Indeed, the question then becomes; what are the necessary responses?

 

UN-HABITAT has outlined several measures, highlighting the role of mobilizing governors and mayors to play a central role in urban areas preventing the pandemic from spreading while ensuring their cities continue to “provide food supplies, support to the most vulnerable and access to health care.” The UN agency sees that there will be a greater need for a coordinated response to engage with “urban health experts, government agencies at all levels, sanitation experts, social scientists, innovators and urban planners.”

 

The UN urged local governments to take critical measures such as the relocation of mobile health care clinics closer to affected communities, and the mapping of health facilities for improved access to testing and treatment. It also called on local authorities to work with community associations to improve hygiene and sanitation, offering its own expertise in water and sanitation, transport and slum upgrading, as well as facilitation through wide networks to support such measures.

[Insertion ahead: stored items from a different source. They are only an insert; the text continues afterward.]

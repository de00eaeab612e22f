use super::lexicon::{builtin_score, NEGATORS};
use super::{SentimentResult, SentimentScorer};
use std::collections::HashMap;

/// Characters replaced by whitespace before splitting into tokens
const PUNCTUATION: &[char] = &[
    '.', ',', '/', '#', '!', '?', '$', '%', '^', '&', '*', ';', ':', '{', '}', '=', '_', '`', '"',
    '~', '(', ')',
];

/// Splits text into lowercase word tokens
///
/// Apostrophes and hyphens stay inside tokens so that `don't` and
/// `well-known` survive as single words.
///
/// # Examples
///
/// ```
/// use page_pulse::sentiment::tokenize;
///
/// assert_eq!(tokenize("Don't panic! (Really.)"), vec!["don't", "panic", "really"]);
/// ```
pub fn tokenize(text: &str) -> Vec<String> {
    text.to_lowercase()
        .replace(PUNCTUATION, " ")
        .split_whitespace()
        .map(str::to_string)
        .collect()
}

/// Scorer backed by the built-in word lexicon plus optional extras
#[derive(Debug, Clone, Default)]
pub struct LexiconScorer {
    extras: HashMap<String, i32>,
}

impl LexiconScorer {
    /// Creates a scorer using only the built-in lexicon
    pub fn new() -> Self {
        Self::default()
    }

    /// Creates a scorer whose extras override the built-in lexicon
    pub fn with_extras<I, K>(extras: I) -> Self
    where
        I: IntoIterator<Item = (K, i32)>,
        K: AsRef<str>,
    {
        Self {
            extras: extras
                .into_iter()
                .map(|(word, score)| (word.as_ref().to_lowercase(), score))
                .collect(),
        }
    }

    fn word_score(&self, token: &str) -> Option<i32> {
        self.extras
            .get(token)
            .copied()
            .or_else(|| builtin_score(token))
    }
}

impl SentimentScorer for LexiconScorer {
    fn score(&self, text: &str) -> SentimentResult {
        let tokens = tokenize(text);
        let mut result = SentimentResult::default();

        for (index, token) in tokens.iter().enumerate() {
            let Some(mut score) = self.word_score(token) else {
                continue;
            };

            if index > 0 && NEGATORS.contains(&tokens[index - 1].as_str()) {
                score = -score;
            }

            result.score += score;
            result.words.push(token.clone());
            if score > 0 {
                result.positive.push(token.clone());
            } else if score < 0 {
                result.negative.push(token.clone());
            }
            result.calculation.push((token.clone(), score));
        }

        if !tokens.is_empty() {
            result.comparative = f64::from(result.score) / tokens.len() as f64;
        }
        result.tokens = tokens;

        result
    }
}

Local media has an important role to play as it can promote and broadcast learnings and responses.
— Tamzin Hudson, Advocacy manager at Habitat for Humanity, Europe, Middle East and Africa

While now is the time for coordinated efforts at all levels of government, local knowledge needs to be mobilized to identify both shortcomings and local solutions so that good practices can be shared. Local media has an important role to play as it can promote and broadcast learnings and responses.

 

According to UN-HABITAT, governments should mobilize efforts to ensure adequate emergency housing to enable isolation practice, ramp up social services provision for vulnerable populations and provide safe shelter for the homeless. It must also take the necessary procedures to ensure moratorium on evictions and provide measures to support those who may not be able, in the short term, to keep up with rent and mortgage payments.  Measures must also be put in place to shore up the economy and provide support to small and micro enterprises.